Ini sesuai dengan konsep atau metode classroom discourse. Dimana metode ini di rancang untuk peer interaction atau interaksi teman sebaya agar dapat menanamkan kepekaan dan rasa hormat terhadap orang lain. Kemudian siswa juga dilatih untuk mendengarkan secara aktif dengan mempertahankan kontak mata langsung, berdiri diam, dan bergiliran dalam berbicara. Pada sekolah dasar, guru kelas berfungsi untuk mengawasi siswa hampir untuk sepanjang hari. Untuk mengetahui bagaimana merancang dan memfasilitasi interaksi teman sebaya dengan benar, mereka akan mengembangkan wacana sipil positif sebagai bagian dari pendidikan kewarganegaraan.

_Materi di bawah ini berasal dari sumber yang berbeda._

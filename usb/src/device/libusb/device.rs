use crate::commands::{Command, RW_INTERNAL};
use crate::device::base::{DfcCommands, ExecutableDfc};
use crate::device::descriptor::{ConfigurationSnapshot, EndpointInfo};
use crate::error::{CommandError, ConnectError};
use crate::firmware::{read_bootloader_version, upload, BootloaderRam, FirmwareImage};
use crate::transfer::libusb::LibusbTransport;
use crate::{PID_DFU, PID_STREAMER, VID_CYPRESS};
use log::{debug, error, info, warn};
use rusb::{DeviceHandle, Direction, Recipient, RequestType, UsbContext};
use std::sync::Arc;
use std::thread::sleep;
use std::time::Duration;

#[derive(Debug, Clone)]
pub struct OpenOptions {
    pub vendor_id: u16,
    pub product_id: u16,
    pub dfu_vendor_id: u16,
    pub dfu_product_id: u16,
    pub retries: u32,
    pub retry_delay: Duration,
    pub timeout: Duration,
}

impl Default for OpenOptions {
    fn default() -> Self {
        Self {
            vendor_id: VID_CYPRESS,
            product_id: PID_STREAMER,
            dfu_vendor_id: VID_CYPRESS,
            dfu_product_id: PID_DFU,
            retries: 10,
            retry_delay: Duration::from_millis(100),
            timeout: Duration::from_millis(5000),
        }
    }
}

#[derive(Debug, Clone, PartialEq, Eq)]
pub struct UsbData {
    pub vendor_id: u16,
    pub product_id: u16,
    pub device_version: (u8, u8, u8),
    pub device_manufacturer: String,
    pub product_name: String,
}

pub struct DfcUsb<T: UsbContext> {
    context: T,
    handle: Option<Arc<DeviceHandle<T>>>,
    claimed: Vec<u8>,
    timeout: Duration,
}

impl<T: UsbContext> DfcUsb<T> {
    /// Opens the streamer, booting it first when only the DFU bootloader is
    /// present and a firmware image was supplied.
    pub fn open(
        context: T,
        options: &OpenOptions,
        firmware: Option<&FirmwareImage>,
    ) -> Result<Self, ConnectError> {
        let handle = match context.open_device_with_vid_pid(options.vendor_id, options.product_id)
        {
            Some(handle) => handle,
            None => {
                let bootloader = context
                    .open_device_with_vid_pid(options.dfu_vendor_id, options.dfu_product_id)
                    .ok_or(ConnectError::DeviceNotFound)?;

                let Some(firmware) = firmware else {
                    error!("Device is in DFU mode, but no firmware image was provided");
                    return Err(ConnectError::DeviceNotFound);
                };

                info!("Found device in DFU mode, uploading firmware..");
                let mut ram = Bootloader {
                    handle: &bootloader,
                    timeout: options.timeout,
                };
                let version = read_bootloader_version(&mut ram)?;
                info!("Bootloader version: {:#010x}", version);
                upload(&mut ram, firmware)?;
                drop(bootloader);

                Self::wait_for_device(&context, options)?
            }
        };

        info!("Connected to DFC device at {:?}", handle.device());
        Ok(Self {
            context,
            handle: Some(Arc::new(handle)),
            claimed: vec![],
            timeout: options.timeout,
        })
    }

    fn wait_for_device(
        context: &T,
        options: &OpenOptions,
    ) -> Result<DeviceHandle<T>, ConnectError> {
        for attempt in 1..=options.retries {
            sleep(options.retry_delay);
            if let Some(handle) =
                context.open_device_with_vid_pid(options.vendor_id, options.product_id)
            {
                return Ok(handle);
            }
            debug!(
                "Device not yet available, sleeping and retrying (Attempt {} of {})",
                attempt, options.retries
            );
        }
        error!("Device did not appear after firmware upload");
        Err(ConnectError::DeviceNotFound)
    }

    fn handle(&self) -> Result<&Arc<DeviceHandle<T>>, CommandError> {
        self.handle.as_ref().ok_or(CommandError::SessionClosed)
    }

    pub fn is_open(&self) -> bool {
        self.handle.is_some()
    }

    pub fn context(&self) -> &T {
        &self.context
    }

    /// Claims the control and data interfaces, and resolves the bulk
    /// endpoint the stream will use.
    pub fn claim_interfaces(
        &mut self,
        control_interface: u8,
        data_interface: u8,
        alt_setting: u8,
        endpoint: u8,
    ) -> Result<EndpointInfo, ConnectError> {
        let handle = self
            .handle
            .clone()
            .ok_or(ConnectError::UsbError(rusb::Error::NoDevice))?;

        let config = handle.device().active_config_descriptor()?;
        let snapshot = ConfigurationSnapshot::from_config(&config);
        if control_interface as usize >= snapshot.interface_count() {
            return Err(ConnectError::InvalidDescriptor(format!(
                "Control interface {} not found, device has {} interface(s)",
                control_interface,
                snapshot.interface_count()
            )));
        }
        let info = snapshot.select(data_interface, alt_setting, endpoint)?;

        // Kernel drivers are not detached, if anything else holds the device we stop here.
        if handle.kernel_driver_active(control_interface).unwrap_or(false) {
            return Err(ConnectError::KernelDriverActive(control_interface));
        }

        handle.claim_interface(control_interface)?;
        self.claimed.push(control_interface);
        if data_interface != control_interface {
            handle.claim_interface(data_interface)?;
            self.claimed.push(data_interface);
        }
        if alt_setting != 0 {
            handle.set_alternate_setting(data_interface, alt_setting)?;
        }

        info!(
            "Endpoint {:#04x}: max packet size {}, max burst {}, packet size {}",
            info.address, info.max_packet_size, info.max_burst, info.packet_size
        );
        Ok(info)
    }

    pub fn bulk_transport(
        &self,
        endpoint: &EndpointInfo,
        timeout: Duration,
    ) -> Result<LibusbTransport<T>, CommandError> {
        let handle = self.handle()?.clone();
        Ok(LibusbTransport::new(
            self.context.clone(),
            handle,
            endpoint.address,
            timeout,
        ))
    }

    pub fn get_descriptor(&self) -> Result<UsbData, CommandError> {
        let handle = self.handle()?;
        let descriptor = handle.device().device_descriptor()?;
        let version = descriptor.usb_version();

        let device_manufacturer = handle
            .read_manufacturer_string_ascii(&descriptor)
            .unwrap_or_default();
        let product_name = handle
            .read_product_string_ascii(&descriptor)
            .unwrap_or_default();

        Ok(UsbData {
            vendor_id: descriptor.vendor_id(),
            product_id: descriptor.product_id(),
            device_version: (version.major(), version.minor(), version.sub_minor()),
            device_manufacturer,
            product_name,
        })
    }

    /// Releases any claimed interfaces and the device handle. Calling this
    /// again does nothing.
    pub fn close(&mut self) {
        let Some(handle) = self.handle.take() else {
            return;
        };

        for interface in self.claimed.drain(..).rev() {
            if let Err(error) = handle.release_interface(interface) {
                warn!("Unable to release interface {}: {}", interface, error);
            }
        }
        if Arc::strong_count(&handle) > 1 {
            warn!("Closing device while transfers still hold the handle");
        }
        debug!("Device closed");
    }
}

impl<T: UsbContext> Drop for DfcUsb<T> {
    fn drop(&mut self) {
        self.close();
    }
}

impl<T: UsbContext> ExecutableDfc for DfcUsb<T> {
    fn read_control(&mut self, command: Command, length: usize) -> Result<Vec<u8>, CommandError> {
        let mut buf = vec![0; length];
        let response_length = self.handle()?.read_control(
            rusb::request_type(command.direction(), RequestType::Vendor, Recipient::Device),
            command.request(),
            0,
            0,
            &mut buf,
            self.timeout,
        )?;
        buf.truncate(response_length);
        Ok(buf)
    }

    fn write_control(&mut self, command: Command, payload: &[u8]) -> Result<(), CommandError> {
        self.handle()?.write_control(
            rusb::request_type(command.direction(), RequestType::Vendor, Recipient::Device),
            command.request(),
            0,
            0,
            payload,
            self.timeout,
        )?;
        Ok(())
    }
}

impl<T: UsbContext> DfcCommands for DfcUsb<T> {}

struct Bootloader<'a, T: UsbContext> {
    handle: &'a DeviceHandle<T>,
    timeout: Duration,
}

impl<T: UsbContext> BootloaderRam for Bootloader<'_, T> {
    fn write_ram(&mut self, address: u32, data: &[u8]) -> Result<usize, rusb::Error> {
        let result = self.handle.write_control(
            rusb::request_type(Direction::Out, RequestType::Vendor, Recipient::Device),
            RW_INTERNAL,
            (address & 0xffff) as u16,
            (address >> 16) as u16,
            data,
            self.timeout,
        );

        // The jump to the entry point may reset the device before it acks.
        match result {
            Err(rusb::Error::NoDevice | rusb::Error::Pipe | rusb::Error::Io) if data.is_empty() => {
                Ok(0)
            }
            other => other,
        }
    }

    fn read_ram(&mut self, address: u32, buffer: &mut [u8]) -> Result<usize, rusb::Error> {
        self.handle.read_control(
            rusb::request_type(Direction::In, RequestType::Vendor, Recipient::Device),
            RW_INTERNAL,
            (address & 0xffff) as u16,
            (address >> 16) as u16,
            buffer,
            self.timeout,
        )
    }
}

Pada penyelesaian pendidikan formal mereka, siswa memasuki dunia di mana kemampuan untuk menjaga hubungan baik antar etnis (suku), ras, agama, dan budaya karena  sangat penting untuk keberhasilan individu kedepannya.  Sebaliknya ketidakmampuan untuk menjaga hubungan baik dapat merugikan individu dan tentunya dapat menyebabkan tingkat tertentu konflik sosial dalam suatu masyarakat tertentu.
Bukti kejadian tersebut sangat banyak, seperti konflik antaretnis dan agama besar yang terjadi di daerah sambas (2008), Ambon (2009), dan papua (2010). Tanpa langkah tepat yang diambil, konflik seperti itu akan terulang kembali. Bentuk-bentuk radikalisme telah mengganggu kohesi social dan dapat menghasilkan saling tidak percaya di antara kelompok-kelompok social dalam masyarakat. Hal ini bisa meningkat menjadi ketidak harmonisan agama besar.
Konflik sosial sendiri pada umumnya terjadi karena adanya perbedaan individu yaitu perbedaan kebiasaan dan perasaan yang dapat menimbulkan kebencian dan amarah sebagai awal timbulnya konflik. Kemudian perbedaan latar belakang kebudayaan yaitu kepribadian seseorang dibentuk dalam lingkungan keluarga dan masyarakat. Tidak semua masyarakat memiliki nilai-nilai dan norma-norma sosial yang sama. Apa yang dianggap baik oleh suatu masyarakat belum tentu sama dengan apa yang dianggap baik oleh masyarakat.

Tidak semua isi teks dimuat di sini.